Weight initialization strategies in TensorFlow

Choose your learning style9 modes available
Introduction

Weight initialization helps the model learn better and faster by starting with good values for its weights.

When building a neural network to avoid slow or stuck learning.
When training deep models to prevent problems like vanishing or exploding gradients.
When experimenting with different model architectures to improve accuracy.
When using activation functions like ReLU or sigmoid that need special care in initialization.
Syntax
TensorFlow
initializer = tf.keras.initializers.HeNormal()
layer = tf.keras.layers.Dense(units=64, activation='relu', kernel_initializer=initializer)

You choose an initializer and pass it to the layer's kernel_initializer argument.

Common initializers include GlorotUniform, HeNormal, and RandomNormal.

Examples
GlorotUniform is good for layers with sigmoid or tanh activations.
TensorFlow
initializer = tf.keras.initializers.GlorotUniform()
layer = tf.keras.layers.Dense(32, activation='relu', kernel_initializer=initializer)
HeNormal works well with ReLU activations to keep gradients stable.
TensorFlow
initializer = tf.keras.initializers.HeNormal()
layer = tf.keras.layers.Dense(64, activation='relu', kernel_initializer=initializer)
RandomNormal initializes weights with small random values from a normal distribution.
TensorFlow
initializer = tf.keras.initializers.RandomNormal(mean=0., stddev=0.05)
layer = tf.keras.layers.Dense(10, activation='softmax', kernel_initializer=initializer)
Sample Model

This code builds a small neural network using the HeNormal initializer for weights. It trains on random data for 3 epochs and then makes predictions on new random inputs.

TensorFlow
import tensorflow as tf
from tensorflow.keras import layers, models

# Create a simple model with HeNormal initializer
initializer = tf.keras.initializers.HeNormal()

model = models.Sequential([
    layers.Dense(64, activation='relu', kernel_initializer=initializer, input_shape=(20,)),
    layers.Dense(10, activation='softmax', kernel_initializer=initializer)
])

model.compile(optimizer='adam', loss='sparse_categorical_crossentropy', metrics=['accuracy'])

# Generate dummy data
import numpy as np
x_train = np.random.rand(100, 20).astype('float32')
y_train = np.random.randint(0, 10, size=(100,))

# Train the model
history = model.fit(x_train, y_train, epochs=3, batch_size=10, verbose=2)
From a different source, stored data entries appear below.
//! 低速コンテキスト（1kHz）
//!
//! スロットル処理とトルク指令の公開、バス電圧・温度の監視、
//! ステータスLEDのトグル、外部ウォッチドッグへの生存通知を行います。

use crate::config::{app, ControllerConfig, ThrottleMode};
use crate::ports::{AnalogPort, StatusIndicator, ThrottlePort, Watchdog};
use crate::state::SharedState;
use crate::throttle::{Throttle, THROTTLE_CHANNELS};
use crate::voltage_monitor::{MonitorState, VoltageMonitor};

/// 低速コンテキストの状態
pub struct SlowContext {
    throttle: Throttle,
    monitor: VoltageMonitor,
    /// LEDトグル周期（呼び出し回数）
    led_period: u32,
    led_counter: u32,
    /// デバッグログ用カウンタ
    log_counter: u32,
}

impl SlowContext {
    pub fn new(config: &ControllerConfig) -> Self {
        Self {
            throttle: Throttle::new(&config.throttle),
            monitor: VoltageMonitor::new(&config.limits),
            led_period: (app::LED_TOGGLE_MS * app::RATE_HZ / 1000).max(1),
            led_counter: 0,
            log_counter: 0,
        }
    }

    /// 起動時の入力経路設定（全チャネル）
    pub fn init<T: ThrottlePort>(&mut self, shared: &SharedState, port: &mut T) {
        for channel in 0..THROTTLE_CHANNELS {
            let mode = self.throttle.mode(channel);
            self.set_throttle_mode(shared, port, channel, mode);
        }
        info!("Slow context started: throttle {}", self.throttle.modes());
    }

    /// スロットルの入力種別を切り替え、高速コンテキストへ公開
    pub fn set_throttle_mode<T: ThrottlePort>(
        &mut self,
        shared: &SharedState,
        port: &mut T,
        channel: usize,
        mode: ThrottleMode,
    ) {
        self.throttle.set_mode(port, channel, mode);
        shared.set_throttle_mode(channel, self.throttle.mode(channel));
    }

    pub fn throttle(&self) -> &Throttle {
        &self.throttle
    }

    pub fn monitor_state(&self) -> MonitorState {
        self.monitor.state()
    }

    /// 1周期分の処理
    ///
    /// # 戻り値
    /// 公開したトルク指令
    pub fn run<A, T, W, L>(
        &mut self,
        shared: &SharedState,
        analog: &mut A,
        port: &mut T,
        watchdog: &mut W,
        led: &mut L,
    ) -> f32
    where
        A: AnalogPort,
        T: ThrottlePort,
        W: Watchdog,
        L: StatusIndicator,
    {
        // 1. スロットル → トルク指令
        self.throttle.set_supply_reference(analog.supply_reference());
        let command = self.throttle.update(port, shared.pas_outputs());
        shared.set_torque_command(command);

        // 2. バス電圧・温度監視
        let temperature = analog.fet_temperature();
        let state = self.monitor.update(
            analog.bus_voltage(),
            temperature.is_finite().then_some(temperature),
            shared.gate_fault(),
        );
        shared.set_faults(state.flags);

        shared.update_telemetry(|t| {
            t.torque_command = command;
            t.bus_voltage = state.voltage;
            t.temperature = state.temperature;
            t.flags = state.flags;
        });

        // 3. ステータスLED
        self.led_counter += 1;
        if self.led_counter >= self.led_period {
            self.led_counter = 0;
            led.toggle();
        }

        // 4. ウォッチドッグ
        watchdog.feed();

        // デバッグログ（1秒ごと）
        self.log_counter += 1;
        if self.log_counter >= app::RATE_HZ {
            self.log_counter = 0;
            debug!(
                "[Slow] torque={} vbus={}V temp={}C",
                command, state.voltage, state.temperature
            );
        }

        command
    }
}

#[cfg(test)]
mod tests {
    use super::*;

    struct MockAnalog {
        vbus: f32,
        temp: f32,
        supply: Option<f32>,
    }

    impl AnalogPort for MockAnalog {
        fn bus_voltage(&mut self) -> f32 {
            self.vbus
        }
        fn fet_temperature(&mut self) -> f32 {
            self.temp
        }
        fn supply_reference(&mut self) -> Option<f32> {
            self.supply
        }
    }

    #[derive(Default)]
    struct MockThrottle {
        volts: f32,
        configured: [Option<ThrottleMode>; THROTTLE_CHANNELS],
    }

    impl ThrottlePort for MockThrottle {
        fn configure(&mut self, channel: usize, mode: ThrottleMode) {
            self.configured[channel] = Some(mode);
        }
        fn voltage(&mut self, _channel: usize) -> f32 {
            self.volts
        }
        fn level(&mut self, _channel: usize) -> bool {
            false
        }
    }

    #[derive(Default)]
    struct Counter(u32);

    impl Watchdog for Counter {
        fn feed(&mut self) {
            self.0 += 1;
        }
    }

    impl StatusIndicator for Counter {
        fn toggle(&mut self) {
            self.0 += 1;
        }
    }

    struct Rig {
        shared: SharedState,
        slow: SlowContext,
        analog: MockAnalog,
        port: MockThrottle,
        watchdog: Counter,
        led: Counter,
    }

    impl Rig {
        fn new() -> Self {
            let shared = SharedState::new();
            let mut slow = SlowContext::new(&ControllerConfig::default());
            let mut port = MockThrottle::default();
            slow.init(&shared, &mut port);
            Self {
                shared,
                slow,
                analog: MockAnalog {
                    vbus: 52.0,
                    temp: 30.0,
                    supply: None,
                },
                port,
                watchdog: Counter::default(),
                led: Counter::default(),
            }
        }

        fn step(&mut self) -> f32 {
            self.slow.run(
                &self.shared,
                &mut self.analog,
                &mut self.port,
                &mut self.watchdog,
                &mut self.led,
            )
        }
    }

    #[test]
    fn test_init_configures_ports() {
        let rig = Rig::new();
        assert_eq!(rig.port.configured, [Some(ThrottleMode::Analog), Some(ThrottleMode::Disabled)]);
        assert_eq!(rig.shared.throttle_mode(0), ThrottleMode::Analog);
        assert_eq!(rig.shared.throttle_mode(1), ThrottleMode::Disabled);
    }

    #[test]
    fn test_watchdog_and_led() {
        let mut rig = Rig::new();
        for _ in 0..1000 {
            rig.step();
        }
        assert_eq!(rig.watchdog.0, 1000);
        // 500msごとにトグル
        assert_eq!(rig.led.0, 2);
    }

    #[test]
    fn test_torque_command_published() {
        let mut rig = Rig::new();
        rig.port.volts = 1.0;
        for _ in 0..1000 {
            rig.step();
        }
        assert_eq!(rig.shared.torque_command(), 0.0);

        rig.port.volts = 1.5;
        let mut command = 0.0;
        for _ in 0..3000 {
            command = rig.step();
        }
        assert!((command - 0.4167).abs() < 0.01, "command = {}", command);
        assert_eq!(rig.shared.torque_command(), command);
        assert_eq!(rig.shared.status().torque_command, command);
    }

    #[test]
    fn test_measured_supply_sets_throttle_max() {
        let mut rig = Rig::new();
        rig.analog.supply = Some(3.3);
        rig.port.volts = 1.0;
        for _ in 0..1000 {
            rig.step();
        }

        // 最大位置 = 3.3 - 0.72 = 2.58V → (1.5 - 1.0) / 1.58
        rig.port.volts = 1.5;
        let mut command = 0.0;
        for _ in 0..3000 {
            command = rig.step();
        }
        assert!((command - 0.3165).abs() < 0.01, "command = {}", command);
    }

    #[test]
    fn test_pas_output_combined() {
        let mut rig = Rig::new();
        rig.slow.set_throttle_mode(&rig.shared, &mut rig.port, 1, ThrottleMode::Pas);
        assert_eq!(rig.shared.throttle_mode(1), ThrottleMode::Pas);
        rig.shared.set_pas_output(1, 0.6);
        assert_eq!(rig.step(), 0.6);
    }

    #[test]
    fn test_faults_published() {
        let mut rig = Rig::new();
        rig.step();
        assert!(!rig.shared.faults().any());

        rig.analog.temp = f32::NAN;
        rig.step();
        assert!(rig.shared.faults().overtemperature);
        assert!(rig.shared.status().flags.overtemperature);

        rig.analog.temp = 30.0;
        rig.shared.set_gate_fault(true);
        rig.step();
        let flags = rig.shared.faults();
        assert!(!flags.overtemperature);
        assert!(flags.gate_fault);
    }
}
# Make predictions on new data
x_test = np.random.rand(5, 20).astype('float32')
predictions = model.predict(x_test)

print('Predictions shape:', predictions.shape)
print('First prediction:', predictions[0])
OutputSuccess
Important Notes

Choosing the right initializer can help your model train faster and avoid common problems.

He initialization is best for ReLU activations, while Glorot (Xavier) is good for sigmoid or tanh.

Always set the initializer when creating layers to control how weights start.

Summary

Weight initialization sets starting values for model weights to help learning.

Use HeNormal for ReLU and GlorotUniform for sigmoid/tanh activations.

Proper initialization prevents slow or stuck training and improves accuracy.